The mystery is how Finn got to be such a fantastic songwriter. He grew up in a close family -- Tim and two sisters -- in Te Awamutu, a farming community of 7,000. His mother was an amateur pianist, his father an accountant for sheep and cattle farmers. Both were fans of Big Band music, which the Finn siblings absorbed. "My childhood was quite removed from cities and quite naive for that reason," Finn once told me in an interview. "I look back and it all seems very rose-tinted: playing cricket, riding bikes around in sunshine and mounds of dirt all day."
Tim was the rebellious one, taking off for Auckland to play in rock bands, experiencing his first dram of success with Split Enz. Teenage Neil, emulating his brother, learned the guitar and piano and listened to the usual batch of Beatles and Rolling Stones. He later said it was listening to David Bowie's "Hunky Dory" that first awakened him to the craft of writing soulful, lyrical pop.

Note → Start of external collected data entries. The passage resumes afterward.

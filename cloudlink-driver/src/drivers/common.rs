//! Helpers shared by several drivers.

#![allow(dead_code)]

use std::net::IpAddr;

use hmac::{Hmac, Mac};
use sha2::{Digest, Sha256};

type HmacSha256 = Hmac<Sha256>;

// ============ Hashing ============

/// HMAC-SHA256 (Outscale key derivation and signature).
pub fn hmac_sha256(key: &[u8], data: &[u8]) -> Vec<u8> {
    // HMAC accepts keys of any length, so this never falls through.
    HmacSha256::new_from_slice(key)
        .map(|mut mac| {
            mac.update(data);
            mac.finalize().into_bytes().to_vec()
        })
        .unwrap_or_default()
}

/// Lowercase hex SHA-256 digest.
pub fn sha256_hex(data: &[u8]) -> String {
    hex::encode(Sha256::digest(data))
}

// ============ Domain names ============

/// Strip the trailing dot of a fully qualified name.
pub fn normalize_domain_name(name: &str) -> String {
    name.trim_end_matches('.').to_string()
}

/// `"www.example.com"` in zone `"example.com"` -> `"www"`; the apex -> `"@"`.
pub fn full_name_to_relative(full_name: &str, zone_name: &str) -> String {
    let full = normalize_domain_name(full_name);
    let zone = normalize_domain_name(zone_name);

    if full.eq_ignore_ascii_case(&zone) {
        "@".to_string()
    } else if let Some(subdomain) = full.strip_suffix(&format!(".{zone}")) {
        subdomain.to_string()
    } else {
        full
    }
}

/// `"www"` in zone `"example.com"` -> `"www.example.com"`; `"@"` -> the apex.
pub fn relative_to_full_name(relative_name: &str, zone_name: &str) -> String {
    let zone = normalize_domain_name(zone_name);

    if relative_name == "@" || relative_name.is_empty() {
        zone
    } else {
        format!("{relative_name}.{zone}")
    }
}

// ============ Addresses ============

/// RFC 1918, loopback and link-local IPv4; loopback and unique-local IPv6.
pub fn is_private_address(ip: &str) -> bool {
    match ip.parse::<IpAddr>() {
        Ok(IpAddr::V4(v4)) => v4.is_private() || v4.is_loopback() || v4.is_link_local(),
        Ok(IpAddr::V6(v6)) => v6.is_loopback() || (v6.segments()[0] & 0xfe00) == 0xfc00,
        Err(_) => false,
    }
}

// ============ Misc ============

/// Parse a boolean driver option (`"true"`, `"1"`, `"yes"`).
pub fn parse_flag(value: Option<&str>) -> Option<bool> {
    value.map(|v| matches!(v.trim().to_ascii_lowercase().as_str(), "true" | "1" | "yes"))
}
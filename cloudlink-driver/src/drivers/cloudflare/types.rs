//! Cloudflare API wire types

use serde::{Deserialize, Serialize};
use serde_json::Value;

/// Envelope shared by every Cloudflare v4 response.
#[derive(Debug, Deserialize)]
pub struct CloudflareResponse<T> {
    pub success: bool,
    pub result: Option<T>,
    #[serde(default)]
    pub errors: Vec<CloudflareError>,
    pub result_info: Option<CloudflareResultInfo>,
}

#[derive(Debug, Deserialize)]
pub struct CloudflareError {
    pub code: i64,
    pub message: String,
}

#[derive(Debug, Deserialize)]
pub struct CloudflareResultInfo {
    pub page: u32,
    #[serde(default)]
    pub total_pages: Option<u32>,
    #[serde(default)]
    pub count: Option<u32>,
}

#[derive(Debug, Deserialize)]
pub struct CloudflareZone {
    pub id: String,
    pub name: String,
    #[serde(default)]
    pub status: Option<String>,
    /// `full`, `partial` or `secondary`.
    #[serde(rename = "type", default)]
    pub zone_type: Option<String>,
    #[serde(default)]
    pub paused: Option<bool>,
    #[serde(default)]
    pub name_servers: Vec<String>,
    #[serde(default)]
    pub created_on: Option<String>,
}

#[derive(Debug, Deserialize)]
pub struct CloudflareDnsRecord {
    pub id: String,
    #[serde(rename = "type")]
    pub record_type: String,
    pub name: String,
    pub content: String,
    pub ttl: u32,
    #[serde(default)]
    pub priority: Option<u16>,
    #[serde(default)]
    pub proxied: Option<bool>,
    #[serde(default)]
    pub created_on: Option<String>,
    #[serde(default)]
    pub modified_on: Option<String>,
    /// Structured data of SRV/CAA records.
    #[serde(default)]
    pub data: Option<Value>,
}

/// Body of record create and update calls.
#[derive(Debug, Serialize)]
pub struct RecordBody {
    #[serde(rename = "type")]
    pub record_type: String,
    pub name: String,
    #[serde(skip_serializing_if = "Option::is_none")]
    pub content: Option<String>,
    /// `1` means "automatic".
    pub ttl: u32,
    #[serde(skip_serializing_if = "Option::is_none")]
    pub priority: Option<u16>,
    #[serde(skip_serializing_if = "Option::is_none")]
    pub proxied: Option<bool>,
    #[serde(skip_serializing_if = "Option::is_none")]
    pub data: Option<Value>,
}

#[derive(Debug, Serialize)]
pub struct CreateZoneBody {
    pub name: String,
    #[serde(rename = "type")]
    pub zone_type: &'static str,
    #[serde(skip_serializing_if = "Option::is_none")]
    pub account: Option<AccountRef>,
}

#[derive(Debug, Serialize)]
pub struct AccountRef {
    pub id: String,
}

#[derive(Debug, Deserialize)]
pub struct TokenStatus {
    pub status: String,
}
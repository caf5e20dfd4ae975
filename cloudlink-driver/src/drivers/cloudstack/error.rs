//! CloudStack error mapping
//!
//! `raw.code` is the API `errorcode` (an HTTP-like number). Missing
//! resources come back as parameter errors, so 431 is split on the message.

use crate::error::DriverError;
use crate::traits::{ErrorContext, ErrorMapper, RawApiError};

use super::CloudStackConnection;

fn looks_like_not_found(message: &str) -> bool {
    let message = message.to_lowercase();
    ["unable to find", "does not exist", "not found", "invalid parameter id"]
        .iter()
        .any(|pattern| message.contains(pattern))
}

impl ErrorMapper for CloudStackConnection {
    fn provider_name(&self) -> &'static str {
        super::PROVIDER
    }

    fn map_error(&self, raw: RawApiError, context: ErrorContext) -> DriverError {
        match raw.code.as_deref() {
            Some("401") => self.credentials_error(raw),

            // PARAM_ERROR
            Some("431") if context.resource.is_some() && looks_like_not_found(&raw.message) => {
                self.not_found_error(raw, context)
            }
            Some("431") => DriverError::InvalidParameter {
                provider: self.provider_name().to_string(),
                param: "request".to_string(),
                detail: raw.message,
            },

            // UNSUPPORTED_ACTION_ERROR
            Some("432") => DriverError::NotSupported {
                provider: self.provider_name().to_string(),
                operation: raw.message,
            },

            // API_LIMIT_EXCEED
            Some("429" | "436") => DriverError::RateLimited {
                provider: self.provider_name().to_string(),
                retry_after: None,
                raw_message: Some(raw.message),
            },

            // ACCOUNT_ERROR
            Some("531") => DriverError::PermissionDenied {
                provider: self.provider_name().to_string(),
                raw_message: Some(raw.message),
            },

            // ACCOUNT_RESOURCE_LIMIT_ERROR, INSUFFICIENT_CAPACITY_ERROR
            Some("532" | "533") => DriverError::QuotaExceeded {
                provider: self.provider_name().to_string(),
                raw_message: Some(raw.message),
            },

            // NETWORK_RULE_CONFLICT_ERROR
            Some("537") => self.already_exists_error(raw, context),

            _ => self.unknown_error(raw),
        }
    }
}

#[cfg(test)]
mod tests {
    use super::*;
    use crate::drivers::cloudstack::CloudStackNodeDriver;
    use crate::error::ResourceKind;

    fn conn() -> CloudStackConnection {
        CloudStackNodeDriver::new("AK", "SK", "http://cs.local/client/api")
            .unwrap()
            .conn
    }

    #[test]
    fn unauthorized() {
        let err = conn().map_error(
            RawApiError::with_code("401", "unable to verify user credentials"),
            ErrorContext::default(),
        );
        assert!(matches!(err, DriverError::InvalidCredentials { .. }));
    }

    #[test]
    fn param_error_with_missing_entity_is_not_found() {
        let err = conn().map_error(
            RawApiError::with_code("431", "Unable to find virtual machine with id vm-9"),
            ErrorContext::with_id(ResourceKind::Node, "vm-9"),
        );
        assert!(matches!(
            err,
            DriverError::NotFound { resource: ResourceKind::Node, ref id, .. } if id == "vm-9"
        ));
    }

    #[test]
    fn param_error_otherwise_invalid_parameter() {
        let err = conn().map_error(
            RawApiError::with_code("431", "Unable to find virtual machine"),
            ErrorContext::default(),
        );
        assert!(matches!(err, DriverError::InvalidParameter { .. }));

        let err = conn().map_error(
            RawApiError::with_code("431", "size must be positive"),
            ErrorContext::with_id(ResourceKind::Volume, "v-1"),
        );
        assert!(matches!(err, DriverError::InvalidParameter { .. }));
    }

    #[test]
    fn limits() {
        let c = conn();
        assert!(matches!(
            c.map_error(RawApiError::with_code("532", "limit"), ErrorContext::default()),
            DriverError::QuotaExceeded { .. }
        ));
        assert!(matches!(
            c.map_error(RawApiError::with_code("436", "slow down"), ErrorContext::default()),
            DriverError::RateLimited { .. }
        ));
        assert!(matches!(
            c.map_error(RawApiError::with_code("432", "no such api"), ErrorContext::default()),
            DriverError::NotSupported { .. }
        ));
    }

    #[test]
    fn internal_error_is_unknown() {
        let err = conn().map_error(
            RawApiError::with_code("530", "boom"),
            ErrorContext::default(),
        );
        assert!(matches!(err, DriverError::Unknown { raw_code: Some(ref c), .. } if c == "530"));
    }
}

Finn's gift for pop first surfaced in the late '70s, when he joined Split Enz. With Neil in the band, and over the course of seven albums, Split Enz evolved from sounding like teenage fans of Genesis (when Peter Gabriel used to wrap his head in a giant papier-mâché flower) to a crisp rock band, proud of its infectious hooks. Neil wrote Split Enz's lone American hit, "I Got You."
By the time he got to Crowded House, Finn was in full command of his talents. Unlike most pop, and like a lot of classical music, his songs renew themselves with each listen. Polychromatic, full of motion and energy, they shift tempos like animated conversations -- although the talks can get a little grim. "Don't stand around like friends at a funeral," Finn sings in "Never Be the Same" from Crowded House's second album, "Temple of Low Men," a smoldering rhythm building behind him. "It could've been you."
Never mind his lyrics for a moment. There's a minatory undertow in Finn's music itself. Crowded House producer Mitchell Froom, ex-husband of Suzanne Vega, and the guiding force of recent Richard Thompson albums, once told me that one of the things seldom acknowledged about Finn is how incredibly dark he is, exposed by his addiction to minor keys. Lisa Germano also performed with Finn at the 2001 Seven Worlds Collide concert. In an interview on the DVD, she says, "It was so intense. We all had to learn like 50 songs. And being a fan, I thought I knew them. And when I got the list of what to figure out, I'd go, 'Oh, I know that song.' Then I'd get on the keyboard and all his songs are in D-flat and E-flat and A-flat -- all the black keys. And I don't do black keys."